• _Activity_:
Scan the lines below for the string "NatalReport" and copy every one that has it.

[Task input Boundary: Start]

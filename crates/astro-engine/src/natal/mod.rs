//! Natal Calculator
//!
//! Turns birth data into a [`NatalReport`]: sun/moon/rising signs, planet
//! placements, houses, balances, wealth houses and today's transits.
//!
//! Every step degrades to a documented default. The only error is a birth
//! date that cannot be parsed at all, and [`NatalCalculator::calculate_or_degraded`]
//! turns even that into an all-"Unknown" report.

pub mod geo;
pub mod input;
pub mod signs;
pub mod transit;

use chrono::{DateTime, NaiveDate, Utc};
use serde::{Deserialize, Serialize};
use std::collections::BTreeMap;

use crate::error::Result;
use crate::model::{
    Element, ElementalBalance, ModalityBalance, Planet, RiskTolerance, ZodiacSign, unknown_sign,
};
use crate::zodiac::{database::record, wealth_archetype};

pub use geo::{CoordinateSource, Coordinates, resolve_coordinates};
pub use input::{parse_birth_date, parse_birth_time};
pub use signs::{house_sign, moon_sign, planetary_house, rising_sign, sun_sign};
pub use transit::{
    CurrentTransits, Influence, MoonPhase, TransitSnapshot, mercury_retrograde, moon_phase,
};

/// Birth data as entered by the user
#[derive(Clone, Debug, Default, Serialize, Deserialize)]
pub struct BirthInput {
    /// `YYYY-MM-DD` or a slash-delimited alternative
    pub birth_date: String,

    #[serde(default)]
    pub birth_time: Option<String>,

    /// Free-text city name
    #[serde(default)]
    pub birth_place: Option<String>,

    #[serde(default)]
    pub birth_lat: Option<f64>,

    #[serde(default)]
    pub birth_lng: Option<f64>,
}

impl BirthInput {
    pub fn new(birth_date: impl Into<String>) -> Self {
        Self {
            birth_date: birth_date.into(),
            ..Default::default()
        }
    }

    pub fn with_time(mut self, time: impl Into<String>) -> Self {
        self.birth_time = Some(time.into());
        self
    }

    pub fn with_place(mut self, place: impl Into<String>) -> Self {
        self.birth_place = Some(place.into());
        self
    }

    pub const fn with_coordinates(mut self, lat: f64, lng: f64) -> Self {
        self.birth_lat = Some(lat);
        self.birth_lng = Some(lng);
        self
    }

    /// Time string with blank input treated as absent
    fn time(&self) -> Option<&str> {
        self.birth_time.as_deref().map(str::trim).filter(|t| !t.is_empty())
    }
}

/// Pure function of the birth data; recomputed on every request
#[derive(Clone, Debug, Default, PartialEq, Eq, Serialize, Deserialize)]
pub struct NatalProfile {
    #[serde(with = "unknown_sign")]
    pub sun_sign: Option<ZodiacSign>,

    #[serde(with = "unknown_sign")]
    pub moon_sign: Option<ZodiacSign>,

    #[serde(with = "unknown_sign")]
    pub rising_sign: Option<ZodiacSign>,

    /// Mercury through Saturn
    pub planetary_positions: BTreeMap<Planet, ZodiacSign>,

    /// House number (1-12) to cusp sign
    pub houses: BTreeMap<u8, ZodiacSign>,

    pub elemental_balance: ElementalBalance,
    pub modality_balance: ModalityBalance,
}

impl NatalProfile {
    /// The big three, in sun/moon/rising order
    pub const fn big_three(&self) -> [Option<ZodiacSign>; 3] {
        [self.sun_sign, self.moon_sign, self.rising_sign]
    }

    /// Sign the houses are counted from: rising, else the sun (solar houses)
    pub fn house_anchor(&self) -> Option<ZodiacSign> {
        self.rising_sign.or(self.sun_sign)
    }
}

#[derive(Clone, Debug, PartialEq, Eq, Serialize, Deserialize)]
pub struct NatalChartEntry {
    pub planet: Planet,

    #[serde(with = "unknown_sign")]
    pub sign: Option<ZodiacSign>,

    pub house: Option<u8>,
    pub meaning: String,
}

#[derive(Clone, Debug, PartialEq, Eq, Serialize, Deserialize)]
pub struct WealthHouse {
    pub house: u8,
    pub sign: ZodiacSign,
    pub ruler: String,
    pub themes: Vec<String>,
    pub insight: String,
}

#[derive(Clone, Debug, PartialEq, Eq, Serialize, Deserialize)]
pub struct PersonalityBlock {
    pub archetype: String,
    pub strengths: Vec<String>,
    pub challenges: Vec<String>,
    pub opportunities: Vec<String>,
    pub wealth_style: String,
    pub ideal_portfolio: String,
    pub risk_tolerance: RiskTolerance,
    pub lucky_numbers: Vec<u32>,
    pub lucky_colors: Vec<String>,
    pub gemstones: Vec<String>,
}

#[derive(Clone, Debug, PartialEq, Eq, Serialize, Deserialize)]
pub struct CompatibilityBlock {
    pub best_matches: Vec<ZodiacSign>,
    pub challenging_matches: Vec<ZodiacSign>,
    pub business_partners: Vec<ZodiacSign>,
}

/// Everything the presentation layer receives for one birth
#[derive(Clone, Debug, Default, PartialEq, Serialize, Deserialize)]
pub struct NatalReport {
    pub birth_date: Option<NaiveDate>,
    pub profile: NatalProfile,
    pub dominant_element: Option<Element>,
    pub natal_chart: Vec<NatalChartEntry>,
    pub wealth_houses: Vec<WealthHouse>,
    pub current_transits: Option<CurrentTransits>,
    pub transit: Option<TransitSnapshot>,
    pub personality: Option<PersonalityBlock>,
    pub compatibility: Option<CompatibilityBlock>,
    pub coordinates: Option<Coordinates>,

    /// Set when the birth data could not be used
    #[serde(skip_serializing_if = "Option::is_none", default)]
    pub error: Option<String>,
}

impl NatalReport {
    /// All-"Unknown" report carrying an error message
    pub fn degraded(message: impl Into<String>) -> Self {
        Self {
            error: Some(message.into()),
            ..Default::default()
        }
    }

    pub const fn is_degraded(&self) -> bool {
        self.error.is_some()
    }
}

/// Wealth houses in presentation order with their themes
const WEALTH_HOUSES: [(u8, &str, [&str; 3]); 4] = [
    (2, "2nd", ["Personal income", "Material security", "Self-worth"]),
    (8, "8th", ["Shared resources", "Investments", "Transformation"]),
    (5, "5th", ["Speculation", "Creative ventures", "Calculated risk"]),
    (10, "10th", ["Career", "Public reputation", "Long-term legacy"]),
];

const fn planet_meaning(planet: Planet) -> &'static str {
    match planet {
        Planet::Sun => "Core identity and the way you pursue success",
        Planet::Moon => "Emotional needs and instinctive reactions to money",
        Planet::Mercury => "How you think, research and negotiate",
        Planet::Venus => "What you value and how you attract resources",
        Planet::Mars => "Drive, ambition and how you take action",
        Planet::Jupiter => "Where growth and good fortune expand",
        Planet::Saturn => "Discipline, long-term structures and lessons",
    }
}

/// Natal calculator bound to a fixed "now" for transit work
#[derive(Clone, Copy, Debug)]
pub struct NatalCalculator {
    now: DateTime<Utc>,
}

impl NatalCalculator {
    pub const fn new(now: DateTime<Utc>) -> Self {
        Self { now }
    }

    pub const fn now(&self) -> DateTime<Utc> {
        self.now
    }

    /// Core profile for a parsed birth date
    pub fn profile(
        &self,
        date: NaiveDate,
        input: &BirthInput,
        coordinates: &Coordinates,
    ) -> NatalProfile {
        let sun = sun_sign(date);
        let moon = Some(moon_sign(date));
        let rising = rising_sign(date, input.time(), coordinates.known_latitude());
        let big_three = [sun, moon, rising];

        let houses = rising
            .or(sun)
            .map(signs::houses)
            .unwrap_or_default();

        NatalProfile {
            sun_sign: sun,
            moon_sign: moon,
            rising_sign: rising,
            planetary_positions: signs::planetary_positions(date, sun),
            houses,
            elemental_balance: ElementalBalance::from_signs(&big_three),
            modality_balance: ModalityBalance::from_signs(&big_three),
        }
    }

    /// Full report. Fails only when the birth date cannot be parsed.
    pub fn calculate(&self, input: &BirthInput) -> Result<NatalReport> {
        let date = parse_birth_date(&input.birth_date)?;
        let coordinates = resolve_coordinates(
            input.birth_place.as_deref(),
            input.birth_lat,
            input.birth_lng,
        );
        let profile = self.profile(date, input, &coordinates);

        let report = NatalReport {
            birth_date: Some(date),
            dominant_element: profile.elemental_balance.dominant(),
            natal_chart: natal_chart(&profile),
            wealth_houses: wealth_houses(&profile),
            current_transits: Some(CurrentTransits::on(self.now.date_naive())),
            transit: Some(TransitSnapshot::at(self.now, profile.sun_sign)),
            personality: personality_block(&profile),
            compatibility: profile.sun_sign.map(compatibility_block),
            coordinates: Some(coordinates),
            error: None,
            profile,
        };

        tracing::debug!(
            sun = ?report.profile.sun_sign,
            moon = ?report.profile.moon_sign,
            rising = ?report.profile.rising_sign,
            "natal report calculated"
        );
        Ok(report)
    }

    /// Like [`Self::calculate`], but a malformed date yields a degraded report
    pub fn calculate_or_degraded(&self, input: &BirthInput) -> NatalReport {
        self.calculate(input).unwrap_or_else(|e| {
            tracing::warn!("natal calculation degraded: {}", e);
            NatalReport::degraded(e.user_message())
        })
    }
}

fn natal_chart(profile: &NatalProfile) -> Vec<NatalChartEntry> {
    let anchor = profile.house_anchor();
    let rising_house = anchor.map(ZodiacSign::natural_house);

    Planet::ALL
        .into_iter()
        .map(|planet| {
            let sign = match planet {
                Planet::Sun => profile.sun_sign,
                Planet::Moon => profile.moon_sign,
                _ => profile.planetary_positions.get(&planet).copied(),
            };
            let house = match planet {
                Planet::Sun | Planet::Moon => sign.zip(anchor).map(|(s, a)| signs::house_of(s, a)),
                _ => rising_house.and_then(|h| planetary_house(planet, h)),
            };
            NatalChartEntry {
                planet,
                sign,
                house,
                meaning: planet_meaning(planet).into(),
            }
        })
        .collect()
}

fn wealth_houses(profile: &NatalProfile) -> Vec<WealthHouse> {
    let Some(anchor) = profile.house_anchor() else {
        return Vec::new();
    };

    WEALTH_HOUSES
        .iter()
        .map(|(house, ordinal, themes)| {
            let sign = house_sign(anchor, *house);
            let rec = record(sign);
            WealthHouse {
                house: *house,
                sign,
                ruler: rec.ruler.into(),
                themes: themes.iter().map(|t| (*t).to_string()).collect(),
                insight: format!(
                    "{sign} on your {ordinal} house brings a {} approach to {}.",
                    rec.wealth.style.to_lowercase(),
                    themes[0].to_lowercase()
                ),
            }
        })
        .collect()
}

fn personality_block(profile: &NatalProfile) -> Option<PersonalityBlock> {
    let rec = record(profile.sun_sign?);
    let archetype = wealth_archetype(profile.sun_sign, profile.moon_sign, profile.rising_sign);
    let owned = |items: &[&str]| items.iter().map(|s| (*s).to_string()).collect::<Vec<_>>();

    Some(PersonalityBlock {
        archetype: archetype.archetype,
        strengths: owned(rec.personality.strengths),
        challenges: owned(rec.personality.challenges),
        opportunities: archetype.opportunities,
        wealth_style: rec.wealth.style.into(),
        ideal_portfolio: rec.wealth.ideal_portfolio.into(),
        risk_tolerance: rec.wealth.risk_tolerance,
        lucky_numbers: rec.lucky_numbers.to_vec(),
        lucky_colors: owned(rec.colors),
        gemstones: owned(rec.gemstones),
    })
}

fn compatibility_block(sun: ZodiacSign) -> CompatibilityBlock {
    let rel = &record(sun).relationships;
    CompatibilityBlock {
        best_matches: rel.best_matches.to_vec(),
        challenging_matches: rel.challenging_matches.to_vec(),
        business_partners: rel.business_partners.to_vec(),
    }
}
//! Error Types for the Astro Engine

use thiserror::Error;

pub type Result<T> = std::result::Result<T, AstroError>;

#[derive(Error, Debug)]
pub enum AstroError {
    #[error("Invalid birth date: {0}")]
    InvalidDate(String),

    #[error("Invalid birth time: {0}")]
    InvalidTime(String),

    #[error("Unknown zodiac sign: {0}")]
    UnknownSign(String),

    #[error("Market data error: {0}")]
    Market(String),

    #[error("Configuration error: {0}")]
    Config(String),

    #[error("Serialization error: {0}")]
    Serialization(#[from] serde_json::Error),
}

impl AstroError {
    /// Convert to a user-friendly message
    pub fn user_message(&self) -> String {
        match self {
            Self::InvalidDate(raw) => format!(
                "We couldn't read the birth date '{raw}'. Please use YYYY-MM-DD or DD/MM/YYYY."
            ),
            Self::InvalidTime(raw) => {
                format!("We couldn't read the birth time '{raw}'. Please use HH:MM.")
            }
            Self::UnknownSign(name) => format!("'{name}' is not one of the twelve zodiac signs."),
            Self::Market(_) => "Live market data is unavailable right now.".into(),
            _ => "An unexpected error occurred.".into(),
        }
    }
}
//! Wealth Archetype Synthesis
//!
//! Majority element of {sun, moon, rising} picks a template. With no
//! majority, modality decides and the strengths are blended from the
//! three signs' own wealth profiles.

use serde::{Deserialize, Serialize};

use crate::model::{Element, ElementalBalance, Modality, ModalityBalance, ZodiacSign};

use super::database::record;

/// Name of the archetype returned when any of the three signs is unresolved
pub const DEFAULT_ARCHETYPE: &str = "Emerging Wealth Seeker";

#[derive(Clone, Debug, PartialEq, Eq, Serialize, Deserialize)]
pub struct WealthArchetype {
    pub archetype: String,
    pub description: String,
    pub strengths: Vec<String>,
    pub opportunities: Vec<String>,
    pub strategy: String,
}

impl WealthArchetype {
    /// Whether this is the generic fallback archetype
    pub fn is_default(&self) -> bool {
        self.archetype == DEFAULT_ARCHETYPE
    }

    fn from_template(t: &ArchetypeTemplate) -> Self {
        Self {
            archetype: t.name.into(),
            description: t.description.into(),
            strengths: t.strengths.iter().map(|s| (*s).to_string()).collect(),
            opportunities: t.opportunities.iter().map(|s| (*s).to_string()).collect(),
            strategy: t.strategy.into(),
        }
    }

    fn fallback() -> Self {
        Self {
            archetype: DEFAULT_ARCHETYPE.into(),
            description: "Your full cosmic signature is still coming into focus. Add your birth time for a sharper reading.".into(),
            strengths: vec!["Open to learning".into(), "Flexible starting point".into()],
            opportunities: vec!["Build a simple, diversified foundation".into()],
            strategy: "Start with small, regular contributions to a diversified core.".into(),
        }
    }
}

struct ArchetypeTemplate {
    name: &'static str,
    description: &'static str,
    strengths: &'static [&'static str],
    opportunities: &'static [&'static str],
    strategy: &'static str,
}

const fn element_template(element: Element) -> &'static ArchetypeTemplate {
    match element {
        Element::Fire => &FIRE,
        Element::Earth => &EARTH,
        Element::Air => &AIR,
        Element::Water => &WATER,
    }
}

static FIRE: ArchetypeTemplate = ArchetypeTemplate {
    name: "Pioneering Wealth Warrior",
    description: "Fire dominates your chart: you create wealth through initiative, courage and speed.",
    strengths: &["Decisive action", "Early trend detection", "Resilience after setbacks"],
    opportunities: &["Emerging technology", "Founding or backing ventures", "Momentum markets"],
    strategy: "Pair bold conviction bets with strict position limits and pre-set exits.",
};

static EARTH: ArchetypeTemplate = ArchetypeTemplate {
    name: "Sovereign Wealth Builder",
    description: "Earth dominates your chart: you build wealth patiently through tangible, compounding assets.",
    strengths: &["Discipline", "Long-term vision", "Resistance to panic"],
    opportunities: &["Blue-chip accumulation", "Real assets", "Dollar-cost averaging"],
    strategy: "Automate steady accumulation and let compounding do the heavy lifting.",
};

static AIR: ArchetypeTemplate = ArchetypeTemplate {
    name: "Quantum Wealth Strategist",
    description: "Air dominates your chart: you build wealth through information, networks and ideas.",
    strengths: &["Analytical agility", "Networking", "Rapid learning"],
    opportunities: &[
        "Technology and protocols",
        "Information-driven trades",
        "Diversified baskets",
    ],
    strategy: "Use research to set rules, then let the rules, not the news, drive decisions.",
};

static WATER: ArchetypeTemplate = ArchetypeTemplate {
    name: "Intuitive Wealth Alchemist",
    description: "Water dominates your chart: you sense value before others and transform it over time.",
    strengths: &["Market intuition", "Emotional resilience", "Spotting hidden value"],
    opportunities: &["Undervalued assets", "Creative and impact ventures", "Contrarian entries"],
    strategy: "Validate intuition with data and keep a cash reserve for emotional markets.",
};

static CARDINAL: ArchetypeTemplate = ArchetypeTemplate {
    name: "Visionary Wealth Initiator",
    description: "Your chart blends elements under a cardinal drive: you start new financial chapters with ease.",
    strengths: &[],
    opportunities: &[],
    strategy: "Launch new positions in stages and review them on a fixed calendar.",
};

static FIXED: ArchetypeTemplate = ArchetypeTemplate {
    name: "Steadfast Wealth Guardian",
    description: "Your chart blends elements under a fixed anchor: you hold and protect what you build.",
    strengths: &[],
    opportunities: &[],
    strategy: "Hold quality assets through cycles and rebalance only at set thresholds.",
};

static ADAPTIVE: ArchetypeTemplate = ArchetypeTemplate {
    name: "Adaptive Wealth Navigator",
    description: "Your chart is evenly spread across elements and modalities: you adapt to any market.",
    strengths: &[],
    opportunities: &[],
    strategy: "Keep a flexible allocation with clear rules for when to shift between assets.",
};

/// Archetype for a sun/moon/rising triple
pub fn wealth_archetype(
    sun: Option<ZodiacSign>,
    moon: Option<ZodiacSign>,
    rising: Option<ZodiacSign>,
) -> WealthArchetype {
    let (Some(sun), Some(moon), Some(rising)) = (sun, moon, rising) else {
        tracing::debug!("archetype inputs incomplete, using default archetype");
        return WealthArchetype::fallback();
    };
    let signs = [Some(sun), Some(moon), Some(rising)];

    let elements = ElementalBalance::from_signs(&signs);
    if let Some(element) = Element::ALL.into_iter().find(|e| elements.count(*e) >= 2) {
        return WealthArchetype::from_template(element_template(element));
    }

    let modalities = ModalityBalance::from_signs(&signs);
    let template = if modalities.count(Modality::Cardinal) >= 2 {
        &CARDINAL
    } else if modalities.count(Modality::Fixed) >= 2 {
        &FIXED
    } else {
        &ADAPTIVE
    };

    let mut archetype = WealthArchetype::from_template(template);
    archetype.strengths = blend(&[sun, moon, rising], |s| record(s).wealth.strengths);
    archetype.opportunities = blend(&[sun, moon, rising], |s| record(s).wealth.best_investments);
    archetype
}

/// First entry from each sign's list, without duplicates
fn blend(
    signs: &[ZodiacSign],
    pick: impl Fn(ZodiacSign) -> &'static [&'static str],
) -> Vec<String> {
    let mut out: Vec<String> = Vec::new();
    for sign in signs {
        if let Some(first) = pick(*sign).first() {
            if !out.iter().any(|s| s == first) {
                out.push((*first).to_string());
            }
        }
    }
    out
}
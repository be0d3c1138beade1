//! Birth date and time parsing

use chrono::NaiveDate;

use crate::error::{AstroError, Result};

/// Parse a birth date.
///
/// Accepts `YYYY-MM-DD`, `YYYY/MM/DD` and slash-delimited day/month
/// strings. For `A/B/YYYY`: `A > 12` forces DD/MM/YYYY; otherwise
/// DD/MM/YYYY is assumed unless that is not a real date, in which case
/// MM/DD/YYYY is tried.
pub fn parse_birth_date(raw: &str) -> Result<NaiveDate> {
    let s = raw.trim();
    let invalid = || AstroError::InvalidDate(raw.to_string());

    if s.contains('-') {
        return NaiveDate::parse_from_str(s, "%Y-%m-%d").map_err(|_| invalid());
    }

    let parts: Vec<&str> = s.split('/').map(str::trim).collect();
    let [first, second, third] = parts.as_slice() else {
        return Err(invalid());
    };

    if first.len() == 4 {
        let year: i32 = first.parse().map_err(|_| invalid())?;
        let month: u32 = second.parse().map_err(|_| invalid())?;
        let day: u32 = third.parse().map_err(|_| invalid())?;
        return NaiveDate::from_ymd_opt(year, month, day).ok_or_else(invalid);
    }

    let a: u32 = first.parse().map_err(|_| invalid())?;
    let b: u32 = second.parse().map_err(|_| invalid())?;
    let year: i32 = third.parse().map_err(|_| invalid())?;

    if a > 12 {
        return NaiveDate::from_ymd_opt(year, b, a).ok_or_else(invalid);
    }

    NaiveDate::from_ymd_opt(year, b, a)
        .or_else(|| NaiveDate::from_ymd_opt(year, a, b))
        .ok_or_else(invalid)
}

/// Parse a birth time into (hours, minutes).
///
/// Accepted forms: `HH:MM` (seconds ignored), `HH.MM`, a 3-4 digit run
/// `HHMM`, or a bare hour. Hours must be 0-23 and minutes 0-59.
pub fn parse_birth_time(raw: &str) -> Result<(u32, u32)> {
    let s = raw.trim();
    let invalid = || AstroError::InvalidTime(raw.to_string());

    let (hours, minutes): (&str, &str) = if let Some((h, rest)) = s.split_once(':') {
        (h, rest.split(':').next().unwrap_or_default())
    } else if let Some((h, m)) = s.split_once('.') {
        (h, m)
    } else if !s.is_empty() && s.chars().all(|c| c.is_ascii_digit()) {
        match s.len() {
            1 | 2 => (s, "0"),
            3 | 4 => s.split_at(s.len() - 2),
            _ => return Err(invalid()),
        }
    } else {
        return Err(invalid());
    };

    let hours: u32 = hours.trim().parse().map_err(|_| invalid())?;
    let minutes: u32 = minutes.trim().parse().map_err(|_| invalid())?;

    if hours > 23 || minutes > 59 {
        return Err(invalid());
    }
    Ok((hours, minutes))
}

#[cfg(test)]
mod tests {
    use super::*;

    fn date(y: i32, m: u32, d: u32) -> NaiveDate {
        NaiveDate::from_ymd_opt(y, m, d).unwrap()
    }

    #[test]
    fn test_iso_dates() {
        assert_eq!(parse_birth_date("1993-12-30").unwrap(), date(1993, 12, 30));
        assert_eq!(parse_birth_date(" 2000-02-29 ").unwrap(), date(2000, 2, 29));
        assert!(parse_birth_date("1993-13-01").is_err());
        assert!(parse_birth_date("2001-02-29").is_err());
    }

    #[test]
    fn test_slash_dates() {
        // Day above 12 forces DD/MM
        assert_eq!(parse_birth_date("30/12/1993").unwrap(), date(1993, 12, 30));
        // Ambiguous: DD/MM preferred
        assert_eq!(parse_birth_date("04/05/1990").unwrap(), date(1990, 5, 4));
        // DD/MM invalid (month 25), falls back to MM/DD
        assert_eq!(parse_birth_date("12/25/1990").unwrap(), date(1990, 12, 25));
        assert_eq!(parse_birth_date("1993/12/30").unwrap(), date(1993, 12, 30));
    }

    #[test]
    fn test_malformed_dates() {
        for raw in ["", "yesterday", "12/1993", "32/13/1990", "1993-12", "aa/bb/cccc"] {
            let err = parse_birth_date(raw).unwrap_err();
            assert!(matches!(err, AstroError::InvalidDate(_)), "{raw}");
        }
    }

    #[test]
    fn test_time_formats() {
        assert_eq!(parse_birth_time("14:30").unwrap(), (14, 30));
        assert_eq!(parse_birth_time("14:30:59").unwrap(), (14, 30));
        assert_eq!(parse_birth_time("7.05").unwrap(), (7, 5));
        assert_eq!(parse_birth_time("1430").unwrap(), (14, 30));
        assert_eq!(parse_birth_time("930").unwrap(), (9, 30));
        assert_eq!(parse_birth_time("9").unwrap(), (9, 0));
        assert_eq!(parse_birth_time("00:00").unwrap(), (0, 0));
    }

    #[test]
    fn test_time_out_of_range() {
        for raw in ["24:00", "12:60", "2400", "99", "noon", "", "12345", "-1:30"] {
            assert!(parse_birth_time(raw).is_err(), "{raw}");
        }
    }
}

[Task input Boundary: End]

• _Solution to this exercise_:
//! Turns birth data into a [`NatalReport`]: sun/moon/rising signs, planet
pub struct NatalReport {
impl NatalReport {
    pub fn calculate(&self, input: &BirthInput) -> Result<NatalReport> {
        let report = NatalReport {
    pub fn calculate_or_degraded(&self, input: &BirthInput) -> NatalReport {
            NatalReport::degraded(e.user_message())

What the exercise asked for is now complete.